EXERCISE AIM:
Output only the lines below that start at the line containing "pub fn tagged(self)" and end at the line containing "let registry = self.elements.registry().clone();", with both ends kept.
========================================================================
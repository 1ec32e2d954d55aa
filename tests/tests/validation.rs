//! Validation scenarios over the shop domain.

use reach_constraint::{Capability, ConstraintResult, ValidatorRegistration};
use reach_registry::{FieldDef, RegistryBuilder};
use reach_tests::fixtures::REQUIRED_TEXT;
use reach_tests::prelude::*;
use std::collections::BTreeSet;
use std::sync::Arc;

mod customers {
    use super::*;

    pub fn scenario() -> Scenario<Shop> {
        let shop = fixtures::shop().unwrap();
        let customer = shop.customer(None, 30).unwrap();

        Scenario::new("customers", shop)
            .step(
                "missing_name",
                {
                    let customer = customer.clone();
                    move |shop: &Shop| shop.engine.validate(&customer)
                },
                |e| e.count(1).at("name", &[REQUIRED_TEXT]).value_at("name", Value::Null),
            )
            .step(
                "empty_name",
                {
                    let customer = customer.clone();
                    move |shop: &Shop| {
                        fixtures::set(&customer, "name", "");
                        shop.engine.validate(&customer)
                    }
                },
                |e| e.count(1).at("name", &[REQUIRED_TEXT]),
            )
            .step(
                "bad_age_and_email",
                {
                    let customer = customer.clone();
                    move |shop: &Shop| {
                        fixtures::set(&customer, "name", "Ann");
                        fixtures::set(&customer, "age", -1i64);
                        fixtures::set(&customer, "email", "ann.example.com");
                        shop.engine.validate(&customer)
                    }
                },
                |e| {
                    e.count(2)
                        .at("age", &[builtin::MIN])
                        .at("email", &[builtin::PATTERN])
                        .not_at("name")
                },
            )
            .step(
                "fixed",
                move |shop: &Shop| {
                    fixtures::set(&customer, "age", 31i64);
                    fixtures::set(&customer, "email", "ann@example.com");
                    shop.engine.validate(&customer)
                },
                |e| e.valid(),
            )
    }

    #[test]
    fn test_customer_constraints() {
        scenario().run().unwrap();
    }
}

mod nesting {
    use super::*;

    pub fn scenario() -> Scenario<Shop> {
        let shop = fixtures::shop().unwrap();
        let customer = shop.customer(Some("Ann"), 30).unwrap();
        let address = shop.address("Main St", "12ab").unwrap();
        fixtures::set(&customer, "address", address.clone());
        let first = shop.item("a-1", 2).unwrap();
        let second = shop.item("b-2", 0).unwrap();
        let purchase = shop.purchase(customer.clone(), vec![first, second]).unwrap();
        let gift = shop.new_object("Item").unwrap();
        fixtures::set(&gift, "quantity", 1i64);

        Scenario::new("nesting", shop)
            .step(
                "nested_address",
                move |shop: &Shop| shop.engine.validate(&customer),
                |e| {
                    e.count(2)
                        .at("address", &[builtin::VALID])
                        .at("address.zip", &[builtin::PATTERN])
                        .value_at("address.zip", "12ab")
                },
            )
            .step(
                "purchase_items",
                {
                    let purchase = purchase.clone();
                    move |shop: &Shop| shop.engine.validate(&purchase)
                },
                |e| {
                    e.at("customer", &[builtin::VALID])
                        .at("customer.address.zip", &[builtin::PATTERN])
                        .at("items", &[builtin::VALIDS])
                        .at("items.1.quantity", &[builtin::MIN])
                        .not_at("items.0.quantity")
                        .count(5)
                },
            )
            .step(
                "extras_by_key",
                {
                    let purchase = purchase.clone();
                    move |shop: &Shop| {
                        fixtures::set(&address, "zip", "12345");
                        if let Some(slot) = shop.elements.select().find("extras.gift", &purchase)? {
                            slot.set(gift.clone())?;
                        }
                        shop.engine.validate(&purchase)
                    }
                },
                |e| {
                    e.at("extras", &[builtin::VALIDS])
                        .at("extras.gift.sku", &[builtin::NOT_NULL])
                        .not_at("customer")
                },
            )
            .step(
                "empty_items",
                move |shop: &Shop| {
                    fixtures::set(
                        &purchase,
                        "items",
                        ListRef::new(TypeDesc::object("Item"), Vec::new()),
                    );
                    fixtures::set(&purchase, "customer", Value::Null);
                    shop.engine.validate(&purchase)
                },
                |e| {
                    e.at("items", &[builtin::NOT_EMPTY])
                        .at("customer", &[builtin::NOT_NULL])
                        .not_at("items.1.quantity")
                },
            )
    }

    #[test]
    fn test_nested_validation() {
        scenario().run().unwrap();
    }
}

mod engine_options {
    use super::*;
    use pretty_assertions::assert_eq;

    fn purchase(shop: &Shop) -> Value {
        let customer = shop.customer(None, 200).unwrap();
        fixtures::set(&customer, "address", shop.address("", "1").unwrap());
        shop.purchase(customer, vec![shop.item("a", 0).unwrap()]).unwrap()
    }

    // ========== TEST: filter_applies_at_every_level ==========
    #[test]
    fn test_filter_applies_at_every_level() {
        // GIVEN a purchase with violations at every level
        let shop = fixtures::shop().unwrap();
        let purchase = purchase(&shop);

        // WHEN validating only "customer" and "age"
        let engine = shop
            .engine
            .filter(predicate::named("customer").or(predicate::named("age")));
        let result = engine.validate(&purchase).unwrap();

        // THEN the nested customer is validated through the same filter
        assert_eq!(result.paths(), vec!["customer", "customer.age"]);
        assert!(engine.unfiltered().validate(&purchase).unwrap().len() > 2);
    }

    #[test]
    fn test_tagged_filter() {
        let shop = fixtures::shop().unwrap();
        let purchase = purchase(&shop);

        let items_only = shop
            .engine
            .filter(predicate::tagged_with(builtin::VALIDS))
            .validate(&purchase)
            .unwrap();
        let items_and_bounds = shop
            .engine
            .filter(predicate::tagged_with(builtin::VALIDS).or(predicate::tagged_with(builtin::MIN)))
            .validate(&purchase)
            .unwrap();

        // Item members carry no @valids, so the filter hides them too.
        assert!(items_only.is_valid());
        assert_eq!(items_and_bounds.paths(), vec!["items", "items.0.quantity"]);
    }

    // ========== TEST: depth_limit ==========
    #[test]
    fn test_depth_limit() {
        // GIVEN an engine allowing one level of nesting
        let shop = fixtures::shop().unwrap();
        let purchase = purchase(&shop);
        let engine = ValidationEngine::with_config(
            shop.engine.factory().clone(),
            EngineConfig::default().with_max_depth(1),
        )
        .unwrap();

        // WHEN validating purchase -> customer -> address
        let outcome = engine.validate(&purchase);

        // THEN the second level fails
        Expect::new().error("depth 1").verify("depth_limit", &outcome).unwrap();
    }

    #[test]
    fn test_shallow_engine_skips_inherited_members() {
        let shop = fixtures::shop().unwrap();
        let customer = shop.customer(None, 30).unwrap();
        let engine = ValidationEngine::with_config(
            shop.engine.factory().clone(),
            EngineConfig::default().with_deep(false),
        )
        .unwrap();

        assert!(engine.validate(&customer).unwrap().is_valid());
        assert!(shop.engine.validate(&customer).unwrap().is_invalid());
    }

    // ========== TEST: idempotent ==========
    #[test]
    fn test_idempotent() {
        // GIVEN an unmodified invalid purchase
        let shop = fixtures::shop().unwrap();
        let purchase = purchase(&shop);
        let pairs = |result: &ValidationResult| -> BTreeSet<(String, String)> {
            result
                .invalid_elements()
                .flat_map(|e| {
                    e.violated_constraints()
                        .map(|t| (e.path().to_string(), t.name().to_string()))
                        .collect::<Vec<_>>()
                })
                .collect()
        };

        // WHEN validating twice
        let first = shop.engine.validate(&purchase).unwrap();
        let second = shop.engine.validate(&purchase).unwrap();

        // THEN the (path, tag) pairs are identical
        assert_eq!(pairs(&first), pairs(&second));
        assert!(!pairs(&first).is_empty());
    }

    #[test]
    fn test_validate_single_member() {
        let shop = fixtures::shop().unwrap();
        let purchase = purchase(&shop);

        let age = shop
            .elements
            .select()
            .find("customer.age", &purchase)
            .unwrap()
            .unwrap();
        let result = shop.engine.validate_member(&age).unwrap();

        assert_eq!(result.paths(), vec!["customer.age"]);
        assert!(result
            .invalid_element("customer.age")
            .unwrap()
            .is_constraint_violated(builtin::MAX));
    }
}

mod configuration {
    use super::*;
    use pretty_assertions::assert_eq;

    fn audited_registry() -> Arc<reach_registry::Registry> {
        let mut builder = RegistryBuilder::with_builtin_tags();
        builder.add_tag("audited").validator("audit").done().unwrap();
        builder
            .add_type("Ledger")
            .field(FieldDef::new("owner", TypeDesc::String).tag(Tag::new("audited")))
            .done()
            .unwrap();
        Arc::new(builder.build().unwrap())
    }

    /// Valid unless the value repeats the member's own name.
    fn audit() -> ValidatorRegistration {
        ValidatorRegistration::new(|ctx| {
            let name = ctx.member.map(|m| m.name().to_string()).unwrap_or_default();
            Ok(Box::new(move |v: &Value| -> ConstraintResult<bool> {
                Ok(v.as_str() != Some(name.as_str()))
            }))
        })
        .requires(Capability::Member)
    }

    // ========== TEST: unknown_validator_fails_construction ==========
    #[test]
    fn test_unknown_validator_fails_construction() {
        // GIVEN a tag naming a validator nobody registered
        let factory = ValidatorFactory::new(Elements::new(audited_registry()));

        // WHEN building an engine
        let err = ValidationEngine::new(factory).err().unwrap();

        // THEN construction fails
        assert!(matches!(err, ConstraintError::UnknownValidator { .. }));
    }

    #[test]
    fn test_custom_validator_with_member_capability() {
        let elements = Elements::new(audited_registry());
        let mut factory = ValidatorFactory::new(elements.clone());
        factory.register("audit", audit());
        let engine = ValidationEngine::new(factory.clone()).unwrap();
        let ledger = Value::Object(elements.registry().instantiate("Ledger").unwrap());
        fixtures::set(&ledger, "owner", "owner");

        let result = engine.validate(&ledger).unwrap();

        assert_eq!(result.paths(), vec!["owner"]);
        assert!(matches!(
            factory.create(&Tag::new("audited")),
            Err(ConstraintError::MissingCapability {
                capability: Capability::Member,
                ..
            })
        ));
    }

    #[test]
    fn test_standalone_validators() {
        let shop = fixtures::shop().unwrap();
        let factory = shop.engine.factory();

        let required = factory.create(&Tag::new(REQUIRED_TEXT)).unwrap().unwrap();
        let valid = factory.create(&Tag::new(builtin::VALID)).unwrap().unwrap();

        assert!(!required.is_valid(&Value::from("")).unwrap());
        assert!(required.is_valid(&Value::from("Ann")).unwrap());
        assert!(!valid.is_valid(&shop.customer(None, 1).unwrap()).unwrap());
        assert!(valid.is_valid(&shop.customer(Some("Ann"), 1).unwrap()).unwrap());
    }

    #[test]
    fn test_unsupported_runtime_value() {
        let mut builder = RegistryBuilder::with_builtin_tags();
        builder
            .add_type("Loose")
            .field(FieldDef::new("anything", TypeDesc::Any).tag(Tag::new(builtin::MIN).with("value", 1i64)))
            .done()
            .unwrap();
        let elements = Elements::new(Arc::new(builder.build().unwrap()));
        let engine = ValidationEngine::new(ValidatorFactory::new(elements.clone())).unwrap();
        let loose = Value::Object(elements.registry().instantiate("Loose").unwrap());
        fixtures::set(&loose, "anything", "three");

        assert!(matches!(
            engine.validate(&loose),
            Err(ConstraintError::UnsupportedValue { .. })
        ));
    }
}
========================================================================
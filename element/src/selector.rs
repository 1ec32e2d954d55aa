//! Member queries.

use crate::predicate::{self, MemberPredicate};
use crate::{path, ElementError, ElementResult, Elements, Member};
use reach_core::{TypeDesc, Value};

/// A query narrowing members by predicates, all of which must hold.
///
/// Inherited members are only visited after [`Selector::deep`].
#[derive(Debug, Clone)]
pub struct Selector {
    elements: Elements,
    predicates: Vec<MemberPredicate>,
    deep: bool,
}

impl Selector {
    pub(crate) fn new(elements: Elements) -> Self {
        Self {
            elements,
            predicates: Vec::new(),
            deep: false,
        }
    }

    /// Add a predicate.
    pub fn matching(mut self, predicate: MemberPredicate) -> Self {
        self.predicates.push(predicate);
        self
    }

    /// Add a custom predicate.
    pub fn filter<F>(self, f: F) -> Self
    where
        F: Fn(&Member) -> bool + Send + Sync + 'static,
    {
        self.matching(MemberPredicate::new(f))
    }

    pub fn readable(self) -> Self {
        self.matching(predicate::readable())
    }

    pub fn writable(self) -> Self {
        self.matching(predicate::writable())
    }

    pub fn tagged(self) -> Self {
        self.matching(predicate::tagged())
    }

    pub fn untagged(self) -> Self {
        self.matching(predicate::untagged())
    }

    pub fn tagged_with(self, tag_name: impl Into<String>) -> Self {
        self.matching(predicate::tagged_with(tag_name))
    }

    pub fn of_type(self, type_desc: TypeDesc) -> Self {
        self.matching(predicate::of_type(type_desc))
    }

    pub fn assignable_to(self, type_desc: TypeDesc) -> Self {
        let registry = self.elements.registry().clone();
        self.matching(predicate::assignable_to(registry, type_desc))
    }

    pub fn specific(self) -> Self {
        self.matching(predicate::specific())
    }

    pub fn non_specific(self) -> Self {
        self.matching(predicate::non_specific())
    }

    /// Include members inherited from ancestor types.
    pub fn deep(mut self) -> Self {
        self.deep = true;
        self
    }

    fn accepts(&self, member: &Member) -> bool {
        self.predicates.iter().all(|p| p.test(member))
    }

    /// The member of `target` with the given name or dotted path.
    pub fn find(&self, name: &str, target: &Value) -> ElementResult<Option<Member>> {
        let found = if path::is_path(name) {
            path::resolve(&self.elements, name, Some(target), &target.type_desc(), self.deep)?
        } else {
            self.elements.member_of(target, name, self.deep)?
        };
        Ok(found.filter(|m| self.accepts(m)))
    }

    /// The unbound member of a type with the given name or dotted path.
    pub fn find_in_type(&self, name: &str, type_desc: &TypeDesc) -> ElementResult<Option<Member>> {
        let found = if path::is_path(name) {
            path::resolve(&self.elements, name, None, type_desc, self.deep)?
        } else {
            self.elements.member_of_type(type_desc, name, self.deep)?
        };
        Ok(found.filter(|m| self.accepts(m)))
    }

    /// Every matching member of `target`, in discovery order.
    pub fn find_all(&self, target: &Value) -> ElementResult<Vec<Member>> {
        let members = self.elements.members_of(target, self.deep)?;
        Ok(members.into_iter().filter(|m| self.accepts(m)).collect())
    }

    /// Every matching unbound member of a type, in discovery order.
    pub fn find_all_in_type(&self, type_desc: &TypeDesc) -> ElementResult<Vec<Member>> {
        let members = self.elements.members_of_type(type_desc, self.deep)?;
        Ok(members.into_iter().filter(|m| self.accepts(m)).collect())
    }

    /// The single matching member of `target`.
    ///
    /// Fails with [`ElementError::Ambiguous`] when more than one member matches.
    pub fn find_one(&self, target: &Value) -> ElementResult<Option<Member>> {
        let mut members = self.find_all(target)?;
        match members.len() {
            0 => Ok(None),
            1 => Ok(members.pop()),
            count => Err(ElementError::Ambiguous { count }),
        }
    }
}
========================================================================
EXERCISE RESULT:
    pub fn tagged(self) -> Self {
        self.matching(predicate::tagged())
    }

    pub fn untagged(self) -> Self {
        self.matching(predicate::untagged())
    }

    pub fn tagged_with(self, tag_name: impl Into<String>) -> Self {
        self.matching(predicate::tagged_with(tag_name))
    }

    pub fn of_type(self, type_desc: TypeDesc) -> Self {
        self.matching(predicate::of_type(type_desc))
    }

    pub fn assignable_to(self, type_desc: TypeDesc) -> Self {
        let registry = self.elements.registry().clone();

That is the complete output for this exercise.